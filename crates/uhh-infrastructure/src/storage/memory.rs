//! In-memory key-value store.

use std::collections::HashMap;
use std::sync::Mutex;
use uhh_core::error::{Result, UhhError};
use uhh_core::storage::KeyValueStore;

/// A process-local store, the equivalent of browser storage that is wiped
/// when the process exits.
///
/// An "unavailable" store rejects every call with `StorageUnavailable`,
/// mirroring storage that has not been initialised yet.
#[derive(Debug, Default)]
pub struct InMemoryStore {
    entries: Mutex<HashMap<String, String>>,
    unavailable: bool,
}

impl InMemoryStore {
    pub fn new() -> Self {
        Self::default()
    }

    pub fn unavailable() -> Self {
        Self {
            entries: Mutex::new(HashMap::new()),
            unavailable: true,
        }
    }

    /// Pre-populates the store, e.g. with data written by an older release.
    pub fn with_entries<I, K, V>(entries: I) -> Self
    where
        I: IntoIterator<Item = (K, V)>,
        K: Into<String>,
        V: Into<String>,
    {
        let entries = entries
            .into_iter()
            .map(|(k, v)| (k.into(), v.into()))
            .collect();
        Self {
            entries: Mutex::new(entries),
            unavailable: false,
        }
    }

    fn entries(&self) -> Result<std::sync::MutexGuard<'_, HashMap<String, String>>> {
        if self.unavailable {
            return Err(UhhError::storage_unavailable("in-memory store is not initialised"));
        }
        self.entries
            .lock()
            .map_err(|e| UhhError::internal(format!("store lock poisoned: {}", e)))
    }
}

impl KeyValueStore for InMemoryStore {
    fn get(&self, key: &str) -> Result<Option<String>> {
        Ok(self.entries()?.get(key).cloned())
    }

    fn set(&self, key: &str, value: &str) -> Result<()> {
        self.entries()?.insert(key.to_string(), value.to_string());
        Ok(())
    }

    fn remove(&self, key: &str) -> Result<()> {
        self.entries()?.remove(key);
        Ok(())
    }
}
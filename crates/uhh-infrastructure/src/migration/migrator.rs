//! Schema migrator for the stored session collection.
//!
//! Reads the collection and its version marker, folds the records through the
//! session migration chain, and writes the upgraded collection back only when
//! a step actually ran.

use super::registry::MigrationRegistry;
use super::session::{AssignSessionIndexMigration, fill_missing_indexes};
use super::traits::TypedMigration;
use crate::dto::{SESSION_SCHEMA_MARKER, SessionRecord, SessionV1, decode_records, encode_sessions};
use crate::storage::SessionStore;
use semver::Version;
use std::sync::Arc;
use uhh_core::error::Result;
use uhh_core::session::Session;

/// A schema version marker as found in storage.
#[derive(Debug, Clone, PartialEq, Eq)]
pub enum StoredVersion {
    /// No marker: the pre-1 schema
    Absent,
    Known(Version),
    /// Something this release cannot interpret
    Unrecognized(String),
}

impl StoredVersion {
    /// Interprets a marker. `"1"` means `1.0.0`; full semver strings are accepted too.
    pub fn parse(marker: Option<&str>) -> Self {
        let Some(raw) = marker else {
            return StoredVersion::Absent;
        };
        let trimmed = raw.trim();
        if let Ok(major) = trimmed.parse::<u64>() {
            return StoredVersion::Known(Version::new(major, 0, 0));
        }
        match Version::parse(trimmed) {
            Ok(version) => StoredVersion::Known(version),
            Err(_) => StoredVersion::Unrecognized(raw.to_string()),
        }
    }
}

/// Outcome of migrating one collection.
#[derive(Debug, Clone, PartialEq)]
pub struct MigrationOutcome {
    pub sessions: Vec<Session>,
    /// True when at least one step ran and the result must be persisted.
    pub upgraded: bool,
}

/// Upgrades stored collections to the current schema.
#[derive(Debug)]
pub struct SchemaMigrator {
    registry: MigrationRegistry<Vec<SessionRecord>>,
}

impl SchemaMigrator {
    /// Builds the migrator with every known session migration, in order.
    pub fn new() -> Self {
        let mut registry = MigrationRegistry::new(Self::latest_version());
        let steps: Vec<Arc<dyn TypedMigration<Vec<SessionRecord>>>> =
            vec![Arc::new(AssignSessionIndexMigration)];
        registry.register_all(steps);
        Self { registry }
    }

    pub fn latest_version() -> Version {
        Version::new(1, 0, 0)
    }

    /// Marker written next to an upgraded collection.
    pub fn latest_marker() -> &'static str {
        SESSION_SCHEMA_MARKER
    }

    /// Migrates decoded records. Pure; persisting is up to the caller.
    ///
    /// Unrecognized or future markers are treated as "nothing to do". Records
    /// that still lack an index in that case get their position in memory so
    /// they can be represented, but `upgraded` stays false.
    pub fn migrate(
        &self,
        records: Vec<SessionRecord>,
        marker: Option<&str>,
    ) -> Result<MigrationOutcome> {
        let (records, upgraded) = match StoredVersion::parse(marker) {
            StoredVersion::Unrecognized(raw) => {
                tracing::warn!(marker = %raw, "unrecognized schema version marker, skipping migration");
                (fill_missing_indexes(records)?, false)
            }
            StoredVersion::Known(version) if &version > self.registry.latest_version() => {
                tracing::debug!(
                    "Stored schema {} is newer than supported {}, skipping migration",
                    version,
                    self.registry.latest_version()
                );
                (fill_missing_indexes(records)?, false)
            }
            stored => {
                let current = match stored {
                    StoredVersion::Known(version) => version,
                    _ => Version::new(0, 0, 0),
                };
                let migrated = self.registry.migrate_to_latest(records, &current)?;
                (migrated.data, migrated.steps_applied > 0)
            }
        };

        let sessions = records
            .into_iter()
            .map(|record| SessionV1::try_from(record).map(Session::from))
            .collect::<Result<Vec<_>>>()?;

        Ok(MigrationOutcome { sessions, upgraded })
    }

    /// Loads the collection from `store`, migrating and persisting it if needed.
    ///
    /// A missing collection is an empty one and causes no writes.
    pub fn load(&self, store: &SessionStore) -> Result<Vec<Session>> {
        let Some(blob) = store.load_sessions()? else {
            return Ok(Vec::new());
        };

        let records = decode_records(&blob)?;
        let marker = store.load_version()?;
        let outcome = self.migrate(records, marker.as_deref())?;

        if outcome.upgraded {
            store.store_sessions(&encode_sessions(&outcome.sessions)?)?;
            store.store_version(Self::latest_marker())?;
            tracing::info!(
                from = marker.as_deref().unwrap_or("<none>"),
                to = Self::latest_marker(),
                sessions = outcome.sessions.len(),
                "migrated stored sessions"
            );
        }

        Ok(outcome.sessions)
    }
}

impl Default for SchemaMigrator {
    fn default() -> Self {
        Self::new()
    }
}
▬▬▬▬▬▬▬▬▬▬
(PROBLEM) Return the records above verbatim, in their entirety.

(TASK OUTPUT)
filename crates/uhh-infrastructure/src/storage/memory.rs
//! In-memory key-value store.

use std::collections::HashMap;
use std::sync::Mutex;
use uhh_core::error::{Result, UhhError};
use uhh_core::storage::KeyValueStore;

/// A process-local store, the equivalent of browser storage that is wiped
/// when the process exits.
///
/// An "unavailable" store rejects every call with `StorageUnavailable`,
/// mirroring storage that has not been initialised yet.
#[derive(Debug, Default)]
pub struct InMemoryStore {
    entries: Mutex<HashMap<String, String>>,
    unavailable: bool,
}

impl InMemoryStore {
    pub fn new() -> Self {
        Self::default()
    }

    pub fn unavailable() -> Self {
        Self {
            entries: Mutex::new(HashMap::new()),
            unavailable: true,
        }
    }

    /// Pre-populates the store, e.g. with data written by an older release.
    pub fn with_entries<I, K, V>(entries: I) -> Self
    where
        I: IntoIterator<Item = (K, V)>,
        K: Into<String>,
        V: Into<String>,
    {
        let entries = entries
            .into_iter()
            .map(|(k, v)| (k.into(), v.into()))
            .collect();
        Self {
            entries: Mutex::new(entries),
            unavailable: false,
        }
    }

    fn entries(&self) -> Result<std::sync::MutexGuard<'_, HashMap<String, String>>> {
        if self.unavailable {
            return Err(UhhError::storage_unavailable("in-memory store is not initialised"));
        }
        self.entries
            .lock()
            .map_err(|e| UhhError::internal(format!("store lock poisoned: {}", e)))
    }
}

impl KeyValueStore for InMemoryStore {
    fn get(&self, key: &str) -> Result<Option<String>> {
        Ok(self.entries()?.get(key).cloned())
    }

    fn set(&self, key: &str, value: &str) -> Result<()> {
        self.entries()?.insert(key.to_string(), value.to_string());
        Ok(())
    }

    fn remove(&self, key: &str) -> Result<()> {
        self.entries()?.remove(key);
        Ok(())
    }
}
filename crates/uhh-infrastructure/src/migration/migrator.rs
//! Schema migrator for the stored session collection.
//!
//! Reads the collection and its version marker, folds the records through the
//! session migration chain, and writes the upgraded collection back only when
//! a step actually ran.

use super::registry::MigrationRegistry;
use super::session::{AssignSessionIndexMigration, fill_missing_indexes};
use super::traits::TypedMigration;
use crate::dto::{SESSION_SCHEMA_MARKER, SessionRecord, SessionV1, decode_records, encode_sessions};
use crate::storage::SessionStore;
use semver::Version;
use std::sync::Arc;
use uhh_core::error::Result;
use uhh_core::session::Session;

/// A schema version marker as found in storage.
#[derive(Debug, Clone, PartialEq, Eq)]
pub enum StoredVersion {
    /// No marker: the pre-1 schema
    Absent,
    Known(Version),
    /// Something this release cannot interpret
    Unrecognized(String),
}

impl StoredVersion {
    /// Interprets a marker. `"1"` means `1.0.0`; full semver strings are accepted too.
    pub fn parse(marker: Option<&str>) -> Self {
        let Some(raw) = marker else {
            return StoredVersion::Absent;
        };
        let trimmed = raw.trim();
        if let Ok(major) = trimmed.parse::<u64>() {
            return StoredVersion::Known(Version::new(major, 0, 0));
        }
        match Version::parse(trimmed) {
            Ok(version) => StoredVersion::Known(version),
            Err(_) => StoredVersion::Unrecognized(raw.to_string()),
        }
    }
}

/// Outcome of migrating one collection.
#[derive(Debug, Clone, PartialEq)]
pub struct MigrationOutcome {
    pub sessions: Vec<Session>,
    /// True when at least one step ran and the result must be persisted.
    pub upgraded: bool,
}

/// Upgrades stored collections to the current schema.
#[derive(Debug)]
pub struct SchemaMigrator {
    registry: MigrationRegistry<Vec<SessionRecord>>,
}

impl SchemaMigrator {
    /// Builds the migrator with every known session migration, in order.
    pub fn new() -> Self {
        let mut registry = MigrationRegistry::new(Self::latest_version());
        let steps: Vec<Arc<dyn TypedMigration<Vec<SessionRecord>>>> =
            vec![Arc::new(AssignSessionIndexMigration)];
        registry.register_all(steps);
        Self { registry }
    }

    pub fn latest_version() -> Version {
        Version::new(1, 0, 0)
    }

    /// Marker written next to an upgraded collection.
    pub fn latest_marker() -> &'static str {
        SESSION_SCHEMA_MARKER
    }

    /// Migrates decoded records. Pure; persisting is up to the caller.
    ///
    /// Unrecognized or future markers are treated as "nothing to do". Records
    /// that still lack an index in that case get their position in memory so
    /// they can be represented, but `upgraded` stays false.
    pub fn migrate(
        &self,
        records: Vec<SessionRecord>,
        marker: Option<&str>,
    ) -> Result<MigrationOutcome> {
        let (records, upgraded) = match StoredVersion::parse(marker) {
            StoredVersion::Unrecognized(raw) => {
                tracing::warn!(marker = %raw, "unrecognized schema version marker, skipping migration");
                (fill_missing_indexes(records)?, false)
            }
            StoredVersion::Known(version) if &version > self.registry.latest_version() => {
                tracing::debug!(
                    "Stored schema {} is newer than supported {}, skipping migration",
                    version,
                    self.registry.latest_version()
                );
                (fill_missing_indexes(records)?, false)
            }
            stored => {
                let current = match stored {
                    StoredVersion::Known(version) => version,
                    _ => Version::new(0, 0, 0),
                };
                let migrated = self.registry.migrate_to_latest(records, &current)?;
                (migrated.data, migrated.steps_applied > 0)
            }
        };

        let sessions = records
            .into_iter()
            .map(|record| SessionV1::try_from(record).map(Session::from))
            .collect::<Result<Vec<_>>>()?;

        Ok(MigrationOutcome { sessions, upgraded })
    }

    /// Loads the collection from `store`, migrating and persisting it if needed.
    ///
    /// A missing collection is an empty one and causes no writes.
    pub fn load(&self, store: &SessionStore) -> Result<Vec<Session>> {
        let Some(blob) = store.load_sessions()? else {
            return Ok(Vec::new());
        };

        let records = decode_records(&blob)?;
        let marker = store.load_version()?;
        let outcome = self.migrate(records, marker.as_deref())?;

        if outcome.upgraded {
            store.store_sessions(&encode_sessions(&outcome.sessions)?)?;
            store.store_version(Self::latest_marker())?;
            tracing::info!(
                from = marker.as_deref().unwrap_or("<none>"),
                to = Self::latest_marker(),
                sessions = outcome.sessions.len(),
                "migrated stored sessions"
            );
        }

        Ok(outcome.sessions)
    }
}

impl Default for SchemaMigrator {
    fn default() -> Self {
        Self::new()
    }
}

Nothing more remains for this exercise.